RE: What makes people irrational thinkers?
January 7, 2022 at 9:30 am
(This post was last modified: January 7, 2022 at 9:30 am by polymath257.)
(January 7, 2022 at 12:35 am)Neo-Scholastic Wrote:(January 5, 2022 at 10:24 am)polymath257 Wrote: No, I don't. I simply see it [nominalism and radical empiricism] as the simplest explanation consistent with the facts as we know them.
Simple explanations are indeed to be preferred when they explain all the relevant phenomena. No philosophical system is complete though there may be degrees of perfection. In your case, qualia and intentionality seem woefully unaccounted for.
Mostly because those are not fundamental questions, but questions of biology. We are still learning about how the brain functions, but there seems to be nothing inherently problematic about the brain being the substratum of the mind (which is a process, not a thing).
In a bit more detail, I have yet to find a coherent definition of what a 'quale' is. How does it differ from a perception? How can you be so convinced there is no physical explanation when we seem to be able to point to specific areas of the brain dealing with sight, sound, touch, etc?
As for intentionality, once again, we have a LOT of good information about which brain regions mediate it, how it can go wrong, etc.
Now, many people claim there can be no physical explanation of these, but I strongly disagree.
For example, supposed we get to a technological level (we are not there yet) where we can 'read minds' by looking at brain scans. Suppose that we can say that if a certain process in the brain occurs, the person will say they experienced the color red. Suppose we can do this with all experiences.
How is that *not* a physical explanation of qualia?
Perhaps this gets to the difference between 'physical' and 'mechanical'. There is no 'mechanical' explanation of light. But it has a very detailed *physical* explanation in terms of electromagnetic waves and photons. Like most physical phenomena, this amounts to a correlation between what we measure in certain ways and what we observe in other ways.
And in this way, we can have an explanation of consciousness: we can tell when a person is conscious, what they are experiencing, what their intentions are, etc.
I don't believe there *is* a hard problem of consciousness--only a soft one.
Quote:(January 5, 2022 at 10:24 am)polymath257 Wrote: Mere consistency is very far from being enough.
So, in mathematics, there is the notion of formal proof....any proposed truth must be reducible to...axioms.
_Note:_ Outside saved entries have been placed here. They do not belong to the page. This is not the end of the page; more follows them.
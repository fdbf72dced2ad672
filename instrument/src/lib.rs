//! Structured event capture for search diagnostics.
//!
//! A `tracing` subscriber turns every info-level event into a row of the table
//! named by its `target`. Columns appear the first time a field is seen and
//! are padded with defaults for rows that do not carry them, so every table
//! stays rectangular and converts directly into a polars `DataFrame`.
//!
//! ```ignore
//! // In planner code:
//! tracing::info!(target: "expand", iteration, action = name, wait);
//!
//! // In a test:
//! let (result, recording) = instrument::record(|| planner.calculate_buildorder(&root, &goal));
//! let expand = recording.table("expand").unwrap();
//! ```

use std::cell::RefCell;
use std::collections::{BTreeMap, HashMap};
use std::path::{Path, PathBuf};

use polars::prelude::*;
use tracing::field::{Field, Visit};
use tracing::span::{Attributes, Record};
use tracing::{Event, Id, Metadata, Subscriber};

// ============================================================================
// Tables
// ============================================================================

/// Values of one field across all rows of a table.
#[derive(Debug, Clone, PartialEq)]
pub enum ColumnData {
    U64(Vec<u64>),
    I64(Vec<i64>),
    F64(Vec<f64>),
    Bool(Vec<bool>),
    Str(Vec<String>),
}

impl ColumnData {
    pub fn len(&self) -> usize {
        match self {
            ColumnData::U64(v) => v.len(),
            ColumnData::I64(v) => v.len(),
            ColumnData::F64(v) => v.len(),
            ColumnData::Bool(v) => v.len(),
            ColumnData::Str(v) => v.len(),
        }
    }

    pub fn is_empty(&self) -> bool {
        self.len() == 0
    }

    fn resize(&mut self, rows: usize) {
        match self {
            ColumnData::U64(v) => v.resize(rows, 0),
            ColumnData::I64(v) => v.resize(rows, 0),
            ColumnData::F64(v) => v.resize(rows, 0.0),
            ColumnData::Bool(v) => v.resize(rows, false),
            ColumnData::Str(v) => v.resize(rows, String::new()),
        }
    }

    fn to_column(&self, name: &str) -> Column {
        match self {
            ColumnData::U64(v) => Column::new(name.into(), v),
            ColumnData::I64(v) => Column::new(name.into(), v),
            ColumnData::F64(v) => Column::new(name.into(), v),
            ColumnData::Bool(v) => Column::new(name.into(), v),
            ColumnData::Str(v) => Column::new(name.into(), v),
        }
    }
}

/// All events recorded under one target.
#[derive(Debug, Clone, Default, PartialEq)]
pub struct EventTable {
    pub columns: BTreeMap<String, ColumnData>,
    pub rows: usize,
}

impl EventTable {
    pub fn column(&self, name: &str) -> Option<&ColumnData> {
        self.columns.get(name)
    }

    pub fn u64s(&self, name: &str) -> Option<&[u64]> {
        match self.columns.get(name)? {
            ColumnData::U64(v) => Some(v),
            _ => None,
        }
    }

    pub fn f64s(&self, name: &str) -> Option<&[f64]> {
        match self.columns.get(name)? {
            ColumnData::F64(v) => Some(v),
            _ => None,
        }
    }

    pub fn strs(&self, name: &str) -> Option<&[String]> {
        match self.columns.get(name)? {
            ColumnData::Str(v) => Some(v),
            _ => None,
        }
    }

    /// Bring every column up to `rows` entries.
    fn align(&mut self) {
        for column in self.columns.values_mut() {
            if column.len() < self.rows {
                column.resize(self.rows);
            }
        }
    }

    pub fn to_dataframe(&self) -> PolarsResult<DataFrame> {
        let columns: Vec<Column> = self
            .columns
            .iter()
            .map(|(name, data)| data.to_column(name))
            .collect();
        DataFrame::new(columns)
    }
}

/// Every table captured on the current thread, keyed by target.
#[derive(Debug, Clone, Default, PartialEq)]
pub struct Recording {
    pub tables: BTreeMap<String, EventTable>,
}

impl Recording {
    pub fn table(&self, target: &str) -> Option<&EventTable> {
        self.tables.get(target)
    }

    /// Rows recorded under `target`, zero if it never fired
    pub fn rows(&self, target: &str) -> usize {
        self.tables.get(target).map_or(0, |t| t.rows)
    }

    /// Tables that fail to convert are skipped.
    pub fn to_dataframes(&self) -> HashMap<String, DataFrame> {
        self.tables
            .iter()
            .filter_map(|(name, table)| table.to_dataframe().ok().map(|df| (name.clone(), df)))
            .collect()
    }
}

thread_local! {
    static RECORDING: RefCell<Recording> = RefCell::default();
}

// ============================================================================
// Subscriber
// ============================================================================

struct RowVisitor<'a> {
    table: &'a mut EventTable,
}

impl RowVisitor<'_> {
    /// Append to the named column, creating it padded to the rows seen so far.
    fn push(&mut self, field: &Field, empty: impl FnOnce(usize) -> ColumnData, append: impl FnOnce(&mut ColumnData)) {
        let rows = self.table.rows;
        let column = self
            .table
            .columns
            .entry(field.name().to_string())
            .or_insert_with(|| empty(rows));
        append(column);
    }
}

impl Visit for RowVisitor<'_> {
    fn record_u64(&mut self, field: &Field, value: u64) {
        self.push(field, |n| ColumnData::U64(vec![0; n]), |c| {
            if let ColumnData::U64(v) = c {
                v.push(value);
            }
        });
    }

    fn record_i64(&mut self, field: &Field, value: i64) {
        self.push(field, |n| ColumnData::I64(vec![0; n]), |c| {
            if let ColumnData::I64(v) = c {
                v.push(value);
            }
        });
    }

    fn record_f64(&mut self, field: &Field, value: f64) {
        self.push(field, |n| ColumnData::F64(vec![0.0; n]), |c| {
            if let ColumnData::F64(v) = c {
                v.push(value);
            }
        });
    }

    fn record_bool(&mut self, field: &Field, value: bool) {
        self.push(field, |n| ColumnData::Bool(vec![false; n]), |c| {
            if let ColumnData::Bool(v) = c {
                v.push(value);
            }
        });
    }

    fn record_str(&mut self, field: &Field, value: &str) {
        self.push(field, |n| ColumnData::Str(vec![String::new(); n]), |c| {
            if let ColumnData::Str(v) = c {
                v.push(value.to_string());
            }
        });
    }

    fn record_debug(&mut self, field: &Field, value: &dyn std::fmt::Debug) {
        self.record_str(field, &format!("{value:?}"));
    }
}

/// Collects info-level events into thread-local tables. Spans are ignored.
pub struct TableSubscriber;

impl Subscriber for TableSubscriber {
    fn enabled(&self, metadata: &Metadata<'_>) -> bool {
        metadata.is_event() && *metadata.level() <= tracing::Level::INFO
    }

    fn new_span(&self, _span: &Attributes<'_>) -> Id {
        Id::from_u64(1)
    }

    fn record(&self, _span: &Id, _values: &Record<'_>) {}

    fn record_follows_from(&self, _span: &Id, _follows: &Id) {}

    fn event(&self, event: &Event<'_>) {
        let target = event.metadata().target().to_string();
        RECORDING.with(|recording| {
            let mut recording = recording.borrow_mut();
            let table = recording.tables.entry(target).or_default();
            table.align();
            event.record(&mut RowVisitor { table: &mut *table });
            table.rows += 1;
            table.align();
        });
    }

    fn enter(&self, _span: &Id) {}

    fn exit(&self, _span: &Id) {}
}

/// Install [`TableSubscriber`] as the process-wide default. Later calls are no-ops.
pub fn install_subscriber() {
    let _ = tracing::subscriber::set_global_default(TableSubscriber);
}

/// Take everything recorded on this thread.
pub fn drain() -> Recording {
    RECORDING.with(|r| std::mem::take(&mut *r.borrow_mut()))
}

pub fn clear() {
    RECORDING.with(|r| *r.borrow_mut() = Recording::default());
}

/// Run `f` with [`TableSubscriber`] as the thread's default and return what it recorded.
/// Anything recorded earlier on this thread is discarded.
pub fn record<R>(f: impl FnOnce() -> R) -> (R, Recording) {
    clear();
    let result = tracing::subscriber::with_default(TableSubscriber, f);
    (result, drain())
}

pub fn drain_to_dataframes() -> HashMap<String, DataFrame> {
    drain().to_dataframes()
}

// ============================================================================
// Persistence
// ============================================================================

fn io_error(error: std::io::Error) -> PolarsError {
    PolarsError::IO {
        error: error.into(),
        msg: None,
    }
}

/// Write each frame as `{dir}/{name}.parquet`.
pub fn save_parquet(dfs: &mut HashMap<String, DataFrame>, dir: &Path) -> PolarsResult<()> {
    std::fs::create_dir_all(dir).map_err(io_error)?;
    for (name, df) in dfs.iter_mut() {
        let file = std::fs::File::create(dir.join(format!("{name}.parquet"))).map_err(io_error)?;
        ParquetWriter::new(file).finish(df)?;
    }
    Ok(())
}

/// Keep ASCII alphanumerics, map the rest to `_`, cap at 60 chars.
fn sanitize(name: &str) -> String {
    name.chars()
        .take(60)
        .map(|c| if c.is_ascii_alphanumeric() { c } else { '_' })
        .collect()
}

/// RAII guard for one recorded run.
///
/// Clears the thread's tables and installs the global subscriber on creation.
/// On drop the tables are written to `{parent}/{unix_secs}_{name}/*.parquet`,
/// followed by an empty `_ready` sentinel once every file is complete.
pub struct ScopedRecorder {
    run_dir: PathBuf,
    run_name: String,
    dfs: Option<HashMap<String, DataFrame>>,
}

impl ScopedRecorder {
    pub fn new(parent: impl Into<PathBuf>, name: &str) -> Self {
        let secs = std::time::SystemTime::now()
            .duration_since(std::time::UNIX_EPOCH)
            .unwrap_or_default()
            .as_secs();
        let run_name = format!("{secs}_{}", sanitize(name));
        let run_dir = parent.into().join(&run_name);
        clear();
        install_subscriber();
        Self {
            run_dir,
            run_name,
            dfs: None,
        }
    }

    /// Drains on first call and caches the frames for later calls and for drop.
    pub fn get(&mut self) -> &HashMap<String, DataFrame> {
        self.dfs.get_or_insert_with(drain_to_dataframes)
    }

    pub fn run_name(&self) -> &str {
        &self.run_name
    }

    pub fn run_dir(&self) -> &Path {
        &self.run_dir
    }
}

impl Drop for ScopedRecorder {
    fn drop(&mut self) {
        let mut dfs = self.dfs.take().unwrap_or_else(drain_to_dataframes);
        if dfs.is_empty() {
            return;
        }
        if let Err(e) = save_parquet(&mut dfs, &self.run_dir) {
            eprintln!("ScopedRecorder({}): failed to write parquet: {e}", self.run_name);
            return;
        }
        if let Err(e) = std::fs::File::create(self.run_dir.join("_ready")) {
            eprintln!("ScopedRecorder({}): failed to write _ready: {e}", self.run_name);
        }
    }
}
In the sciences, when there is a dispute, an experiment is proposed to resolve the dispute. Then actual observation determines who is wrong.
True consistency with observations is not enough. Degree of completeness is a important too. I see two independent systems: formalism and empiricism. What's their connection? You have not yet expressed any reason. What is common to formal systems that correspond with observations and those that do not? At some point you have to connect the phenomenal with the noumenal. IMHO such that is not a satisfactory position.
Also, you and a few others seem very concerned about who is wrong.
Mathematics is a formal language. We can use it as we use other language to help us organize our ideas about the world. One advantage is that math is precise and thereby allows much more testability.
The term 'nounenal' is ambiguous. Kant's version of the 'thing in itself' isn't problematic at all, I think: the 'thing in itself' is simply how it interacts. Physical things are defined in terms of their interactions.
If, instead, you mean something about 'mind' that is independent of physical things, I don't think there is such a thing. But, the brain processes information and one aspect of that information is a model of where it is and what it is doing; what it's goals are.
Consciousness is information and information supervenes on the physical.
I'm not so concerned about *who* is wrong. I simply want to avoid error.